Francis Crick Institute scientists have discovered unexpected ways in which age and a particular type of immune cell make-up affect how an individual responds to vaccination, giving us clues as to how we might improve our immune responses to other forms of treatment, for example cancer immunotherapy.
In a study carried out by Professor Adrian Hayday (currently based at the Crick's Lincoln's inn Fields Laboratory) and colleagues, 178 healthy participants were immunised with a vaccine for 'swine flu'- caused by a type of influenza virus (H1N1) that circulated in a major outbreak in 2009 - that contained an additional compound, called an adjuvant, designed to boost immune responses. The team then measured tens of thousands of parameters that affect the responsiveness of the immune system in humans.
They found that within less than one day, volunteers showed profound changes in the frequencies of circulating white blood cells, as well as in the genes and proteins expressed by these cells, compared with their pre-vaccination state. However, they unexpectedly found that the nature of this early immune response was different in younger volunteers (up to 35 years of age) versus older volunteers.
Although it is well-known that vaccination can cause temporary discomfort in some individuals, those adverse outcomes have never previously been linked to a component of the immune response. About 30 of the participants in Professor Hayday's study reported adverse responses, and in many of these the authors detected an increased numbers of immature B cells, also known as transitional B cells, that were present even before the vaccination. B cells are responsible for making antibody molecules, and transitional B cells have previously been associated with autoimmune diseases that affect joints or connective tissues. Following this line of reasoning, the authors found, most unexpectedly, that autoantibodies were often present pre-vaccination in the blood of those making adverse responses to vaccination, despite their being otherwise healthy subjects. These findings offered a novel linkage between the immune system and the likelihood of making adverse responses that might help our understanding of why different patients respond very differently to cancer immunotherapies.

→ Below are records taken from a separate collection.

//! Resource Fetcher
//!
//! Validates a `get` request and fetches either the whole collection or each
//! named item in turn.

use super::kind::ResourceKind;
use super::render;
use crate::error::{GetError, GetResult};
use anyhow::Result;
use std::future::Future;

/// Source of raw resource bodies, addressed by REST path segments
pub trait ResourceGetter {
    fn get_resource(&self, segments: &[String]) -> impl Future<Output = Result<Vec<u8>>>;
}

/// A validated-on-dispatch `get` request
#[derive(Debug, Clone, PartialEq, Eq)]
pub struct FetchRequest {
    pub kind: ResourceKind,
    /// Service name for scoped kinds
    pub scope: Option<String>,
    pub names: Vec<String>,
    pub fetch_all: bool,
}

impl FetchRequest {
    pub fn new(
        kind: ResourceKind,
        scope: Option<String>,
        names: Vec<String>,
        fetch_all: bool,
    ) -> Self {
        Self {
            kind,
            scope: scope.filter(|s| !s.is_empty()),
            names,
            fetch_all,
        }
    }

    /// Collection request
    pub fn all(kind: ResourceKind, scope: Option<String>) -> Self {
        Self::new(kind, scope, Vec::new(), true)
    }

    /// Request for specific items, fetched in the given order
    pub fn named(kind: ResourceKind, scope: Option<String>, names: Vec<String>) -> Self {
        Self::new(kind, scope, names, false)
    }

    /// Check the request before any network call
    pub fn validate(&self) -> GetResult<()> {
        if self.kind.requires_scope() && self.scope.as_deref().map_or(true, str::is_empty) {
            return Err(GetError::invalid(format!(
                "--service-name is required to get {}",
                self.kind
            )));
        }
        if !self.fetch_all && self.names.is_empty() {
            return Err(GetError::invalid(format!(
                "specify --all or at least one {} name",
                self.kind
            )));
        }
        Ok(())
    }
}

/// Raw bodies gathered for a request, in request order
#[derive(Debug, Clone, PartialEq, Eq)]
pub enum FetchResult {
    /// Body of the collection path
    Collection(Vec<u8>),
    /// `(name, body)` for each requested item
    Items(Vec<(String, Vec<u8>)>),
}

/// Fetch the raw bodies for `request`.
///
/// `fetch_all` wins over explicit names. Item fetches run one at a time in
/// request order and stop at the first failure, discarding what was
/// already gathered.
pub async fn dispatch<G: ResourceGetter>(
    request: &FetchRequest,
    getter: &G,
) -> GetResult<FetchResult> {
    request.validate()?;

    let kind = request.kind;
    let scope = request.scope.as_deref();

    if request.fetch_all {
        let path = kind.build_path(scope, None);
        tracing::debug!("fetching {} collection: {:?}", kind, path);
        let raw = getter.get_resource(&path).await.map_err(GetError::Fetch)?;
        return Ok(FetchResult::Collection(raw));
    }

    let mut items = Vec::with_capacity(request.names.len());
    for name in &request.names {
        let path = kind.build_path(scope, Some(name));
        tracing::debug!("fetching {} '{}': {:?}", kind, name, path);
        match getter.get_resource(&path).await {
            Ok(raw) => items.push((name.clone(), raw)),
            Err(e) => {
                tracing::debug!(
                    "fetch of {} '{}' failed, dropping {} fetched item(s)",
                    kind,
                    name,
                    items.len()
                );
                return Err(GetError::Fetch(e));
            }
        }
    }

    Ok(FetchResult::Items(items))
}

/// Fetch and render `request` as the text written to stdout
pub async fn fetch_and_render<G: ResourceGetter>(
    request: &FetchRequest,
    getter: &G,
) -> GetResult<String> {
    let result = dispatch(request, getter).await?;
    Ok(render::render(request.kind, &result))
}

Professor Hayday explained: "Essentially everyone inoculated in this study developed some form of an immune response within 24 hours. Of note, this strong and rapid response included the mobilisation of lymphocytes that the textbooks tell us are only likely to react around one week after vaccination. This is a clear example of what we learn from studying humans directly. Surprisingly, this early response began to differ in people in their thirties and over. This again is not predicted by the textbooks and is a sharp reminder that age is going to be an important factor in how people respond to vaccines and immunotherapies.
"Most unexpectedly, individuals with a particular type of immune cell - an atypical B cell - were more likely to experience pain or fever or joint ache following vaccination. Such a linkage of immunological metrics to how people feel - so-called "Man-Flu"- has not previously been shown. Indeed the study shows that Man-Flu was real for about one fifth of those participating in the study, and was no more frequent in men than in women.
"While outcomes will vary from vaccine to vaccine and from vaccine to other forms of immunotherapy, these insights may help identify those people most likely to feel unwell following vaccination and perhaps following cancer immunotherapy. The insights should also aid the better design of vaccines. At the same time, it is important to note that those who felt unwell after the vaccine rapidly recovered and there was not a shred of evidence that the vaccination provoked any lasting harm. By contrast, it rapidly induced strong antibody responses against swine flu in 80% of those immunised."
The paper, Adjuvanted influenza-H1N1 vaccination reveals lymphoid signatures of age-dependent early responses and of clinical adverse events, is published in Nature Immunology.